▶ **Items from a dataset**:
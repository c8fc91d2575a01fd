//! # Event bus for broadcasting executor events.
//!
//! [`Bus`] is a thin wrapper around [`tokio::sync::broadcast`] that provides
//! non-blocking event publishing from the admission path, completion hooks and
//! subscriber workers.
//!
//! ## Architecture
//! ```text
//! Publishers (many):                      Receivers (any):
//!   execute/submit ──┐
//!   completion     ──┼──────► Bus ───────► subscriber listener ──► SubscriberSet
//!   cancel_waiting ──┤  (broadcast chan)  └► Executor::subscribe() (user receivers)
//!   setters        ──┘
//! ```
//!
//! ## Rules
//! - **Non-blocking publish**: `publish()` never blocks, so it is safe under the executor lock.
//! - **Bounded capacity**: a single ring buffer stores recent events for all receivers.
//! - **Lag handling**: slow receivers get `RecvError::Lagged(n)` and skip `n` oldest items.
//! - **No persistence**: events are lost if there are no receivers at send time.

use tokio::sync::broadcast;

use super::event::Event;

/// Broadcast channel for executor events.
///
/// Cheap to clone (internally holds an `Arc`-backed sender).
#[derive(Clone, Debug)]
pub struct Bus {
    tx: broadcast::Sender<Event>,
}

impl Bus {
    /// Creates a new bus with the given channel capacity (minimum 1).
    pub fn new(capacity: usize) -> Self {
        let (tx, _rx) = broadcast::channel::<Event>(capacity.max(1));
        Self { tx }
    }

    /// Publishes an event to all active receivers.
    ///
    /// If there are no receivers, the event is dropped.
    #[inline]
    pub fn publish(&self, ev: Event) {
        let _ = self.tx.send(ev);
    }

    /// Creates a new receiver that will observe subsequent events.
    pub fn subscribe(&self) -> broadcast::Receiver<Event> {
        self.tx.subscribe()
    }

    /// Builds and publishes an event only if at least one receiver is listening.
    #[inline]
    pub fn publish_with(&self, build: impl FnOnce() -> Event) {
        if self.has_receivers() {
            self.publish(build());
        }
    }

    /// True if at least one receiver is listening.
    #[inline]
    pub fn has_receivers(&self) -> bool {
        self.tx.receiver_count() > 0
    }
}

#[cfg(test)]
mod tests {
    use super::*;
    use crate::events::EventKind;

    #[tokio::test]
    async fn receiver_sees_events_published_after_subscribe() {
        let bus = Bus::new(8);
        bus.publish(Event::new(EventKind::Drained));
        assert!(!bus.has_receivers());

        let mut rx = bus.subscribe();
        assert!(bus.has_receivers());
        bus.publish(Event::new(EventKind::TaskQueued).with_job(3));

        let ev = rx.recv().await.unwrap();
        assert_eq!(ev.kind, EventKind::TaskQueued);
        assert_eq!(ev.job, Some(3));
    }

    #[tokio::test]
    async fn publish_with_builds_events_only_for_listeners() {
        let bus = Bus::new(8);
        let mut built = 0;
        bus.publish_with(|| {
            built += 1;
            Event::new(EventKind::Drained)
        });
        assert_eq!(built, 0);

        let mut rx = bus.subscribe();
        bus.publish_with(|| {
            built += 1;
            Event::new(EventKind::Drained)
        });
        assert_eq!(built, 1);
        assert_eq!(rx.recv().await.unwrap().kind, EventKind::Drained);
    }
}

▶ **WORK REQUEST**: Each line from the one containing "self.publish(build());" through the end of the entries, both included, is to be returned exactly, with no other lines.

▶ **YOUR SOLUTION**:
            self.publish(build());
        }
    }

    /// True if at least one receiver is listening.
    #[inline]
    pub fn has_receivers(&self) -> bool {
        self.tx.receiver_count() > 0
    }
}

#[cfg(test)]
mod tests {
    use super::*;
    use crate::events::EventKind;

    #[tokio::test]
    async fn receiver_sees_events_published_after_subscribe() {
        let bus = Bus::new(8);
        bus.publish(Event::new(EventKind::Drained));
        assert!(!bus.has_receivers());

        let mut rx = bus.subscribe();
        assert!(bus.has_receivers());
        bus.publish(Event::new(EventKind::TaskQueued).with_job(3));

        let ev = rx.recv().await.unwrap();
        assert_eq!(ev.kind, EventKind::TaskQueued);
        assert_eq!(ev.job, Some(3));
    }

    #[tokio::test]
    async fn publish_with_builds_events_only_for_listeners() {
        let bus = Bus::new(8);
        let mut built = 0;
        bus.publish_with(|| {
            built += 1;
            Event::new(EventKind::Drained)
        });
        assert_eq!(built, 0);

        let mut rx = bus.subscribe();
        bus.publish_with(|| {
            built += 1;
            Event::new(EventKind::Drained)
        });
        assert_eq!(built, 1);
        assert_eq!(rx.recv().await.unwrap().kind, EventKind::Drained);
    }
}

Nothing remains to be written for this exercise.